(This is an update of an article of mine that was posted in early August)
Politics did not really take time off this summer. Well, not for Labour it did not. Ed Miliband’s decision to step down within hours of leading his party to its greatest postwar disaster since 1983 set in motion an electoral contest that has dominated the political news ever since. It also meant Labour could not formulate policy as it could not guarantee that this would be overturned by a new leader. This explains why Labour could only abstain over a Conservative welfare reform vote that blackened the reputation of three of the four contestants. Corbyn voted on principle and rebelled. It enhanced his status. None of the other three, Kendall, Cooper or Burnham could do so without leaving their posts. Burnham somehow thought his dogged loyalty to Harman’s party line would get him support. He was wrong. Had he quit, he could have given Corbyn a run for his money. He didn’t. The value of loyalty in politics varies so much it perhaps needs its own bourse.
Michael Howard had the right idea after the Tories’ third defeat in 2005. He stayed on as leader, promoting the best and brightest from the new intake of the Tories’ wilderness years to provide front-bench experience prior to launching a short contest. That campaign lasted two months end-to-end. By contrast the time between the fall of Miliband and the rise of Corbyn was two and a half times longer. Howard deserves praise for starting the process of reshaping his party into a vote-winning machine.

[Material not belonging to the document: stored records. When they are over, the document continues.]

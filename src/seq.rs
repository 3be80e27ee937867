//! The user-facing encoded sequence.
//!
//! [`RleSeq`] wraps a [`RunVec`] with two pieces of bookkeeping:
//!
//! 1. **Lazy prefix index**: an `OnceCell<PrefixIndex>` rebuilt on the first
//!    read that needs it. Eager maintenance would make a batch of m mutations
//!    O(m·n); dropping the cell instead keeps mutation cost independent of
//!    sequence length.
//! 2. **Version counter**: bumped on every mutation. Cursors capture the
//!    version at creation and compare it on every operation, which is how
//!    they detect staleness without re-scanning data.
//!
//! Invalidation and the version bump happen together in one private helper,
//! [`touch`](RleSeq::touch). Every mutating entry point goes through it;
//! nothing else does either half, so the two can never desynchronize.

use std::cell::OnceCell;

use crate::cursor::Cursor;
use crate::error::{Result, RleError};
use crate::prefix::PrefixIndex;
use crate::runs::RunVec;
use crate::slice::RangeIter;
use crate::traits::{Mergeable, Sliceable, Spanning};

/// A run-length-encoded sequence with O(log n) positional lookup.
#[derive(Debug, Clone)]
pub struct RleSeq<T> {
    runs: RunVec<T>,
    /// Absent exactly when the index is stale.
    index: OnceCell<PrefixIndex>,
    version: u64,
}

impl<T: Mergeable + Spanning> RleSeq<T> {
    /// Create an empty sequence.
    pub fn new() -> RleSeq<T> {
        RleSeq::from_runs(RunVec::new())
    }

    /// Build a sequence from elements in one pass. Zero-span elements are
    /// skipped; mergeable neighbors cascade into single runs.
    pub fn from_elements(elements: impl IntoIterator<Item = T>) -> RleSeq<T> {
        RleSeq::from_runs(RunVec::from_elements(elements))
    }

    fn from_runs(runs: RunVec<T>) -> RleSeq<T> {
        RleSeq {
            runs,
            index: OnceCell::new(),
            version: 0,
        }
    }

    /// Invalidate the index and bump the version, as one unit.
    fn touch(&mut self) {
        self.index.take();
        self.version += 1;
    }

    /// The prefix index for the current runs, rebuilding it if absent.
    fn index(&self) -> &PrefixIndex {
        self.index.get_or_init(|| PrefixIndex::build(self.runs.runs()))
    }

    /// Current version. Bumped by every mutation.
    pub fn version(&self) -> u64 {
        self.version
    }

    /// Total span. O(1) after the first read since the last mutation.
    pub fn span(&self) -> usize {
        self.index().span()
    }

    /// Total visible length. O(1) after the first read since the last
    /// mutation.
    pub fn logical_len(&self) -> usize {
        self.index().logical_len()
    }

    /// Number of runs.
    pub fn len(&self) -> usize {
        self.runs.len()
    }

    pub fn is_empty(&self) -> bool {
        self.runs.is_empty()
    }

    /// The runs as a slice.
    pub fn runs(&self) -> &[T] {
        self.runs.runs()
    }

    pub fn get(&self, idx: usize) -> Option<&T> {
        self.runs.get(idx)
    }

    pub fn iter(&self) -> std::slice::Iter<'_, T> {
        self.runs.iter()
    }

    /// Locate the run containing span position `pos`. O(log n).
    ///
    /// Returns `(run index, offset within run)`, or `None` past the end.
    pub fn find(&self, pos: usize) -> Option<(usize, usize)> {
        self.runs.find_fast(pos, self.index())
    }

    /// Append one element, merging into the tail run when possible.
    pub fn append(&mut self, elem: T) -> Result<()> {
        self.runs.append(elem)?;
        self.touch();
        Ok(())
    }

    /// In-place concatenation, cascading merges across the seam.
    pub fn extend(&mut self, other: RleSeq<T>) {
        self.runs.extend(other.runs);
        self.touch();
    }

    /// Concatenate into a new sequence. The result starts at version 0 and
    /// shares no cursors with either operand.
    pub fn concat(&self, other: &RleSeq<T>) -> RleSeq<T>
    where
        T: Clone,
    {
        RleSeq::from_runs(self.runs.concat(&other.runs))
    }

    /// Reset to the empty sequence.
    pub fn clear(&mut self) {
        self.runs = RunVec::new();
        self.touch();
    }

    /// Lazy views over the runs intersecting `[start, end)`.
    ///
    /// The prefix index locates the first intersecting run, so the iterator
    /// never walks runs before the range.
    pub fn range(&self, start: usize, end: usize) -> Result<RangeIter<'_, T>> {
        if start > end {
            return Err(RleError::InvalidRange { start, end });
        }
        let span = self.span();
        if end > span {
            return Err(RleError::PositionOutOfBounds {
                position: end,
                span,
            });
        }
        Ok(self.range_from(start, end))
    }

    /// Like [`range`](RleSeq::range), but bounds are clamped into the
    /// sequence instead of failing.
    pub fn range_clamped(&self, start: usize, end: usize) -> RangeIter<'_, T> {
        let end = end.min(self.span());
        let start = start.min(end);
        self.range_from(start, end)
    }

    /// Build a range iterator starting at the run containing `start`.
    /// Caller guarantees `start <= end <= span`.
    fn range_from(&self, start: usize, end: usize) -> RangeIter<'_, T> {
        match self.index().find(start) {
            Some((idx, offset)) => {
                RangeIter::new(self.runs.runs(), idx, start - offset, start, end)
            }
            // start == span: nothing intersects.
            None => RangeIter::new(self.runs.runs(), self.runs.len(), self.span(), start, end),
        }
    }

    /// A cursor at position 0, bound to the current version.
    pub fn cursor(&self) -> Cursor {
        Cursor::new(self.version)
    }

    /// A cursor at span position `pos`, bound to the current version.
    /// `None` when `pos` is past the end of the sequence (`pos > span`).
    pub fn cursor_at(&self, pos: usize) -> Option<Cursor> {
        let mut cursor = self.cursor();
        cursor.seek(self, pos).then_some(cursor)
    }
}

impl<T: Mergeable + Spanning + Sliceable> RleSeq<T> {
    /// Split into two sequences at span position `pos`.
    ///
    /// Content is preserved exactly; the run count of a later concat of the
    /// halves may differ from the original, since seam runs can re-merge
    /// differently.
    pub fn split(self, pos: usize) -> Result<(RleSeq<T>, RleSeq<T>)> {
        let (left, right) = self.runs.split(pos)?;
        Ok((RleSeq::from_runs(left), RleSeq::from_runs(right)))
    }
}

impl<T: Mergeable + Spanning> Default for RleSeq<T> {
    fn default() -> RleSeq<T> {
        RleSeq::new()
    }
}

impl<T: Mergeable + Spanning> FromIterator<T> for RleSeq<T> {
    fn from_iter<I: IntoIterator<Item = T>>(iter: I) -> RleSeq<T> {
        RleSeq::from_elements(iter)
    }
}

No-one in May could have predicted that Corbyn would now be appointing a shadow cabinet. Here was a man with no experience of office who had rebelled against his party whip hundreds of times. And yet the man who has repudiated the party line more than anyone before had the support of an overwhelming majority of the wider party and those who paid the cost of a McDonald’s Happy Meal to vote. It also appears that the unions now have the kind of voice in the party that they last had during the ‘beer and sandwiches’ era of the 1970s.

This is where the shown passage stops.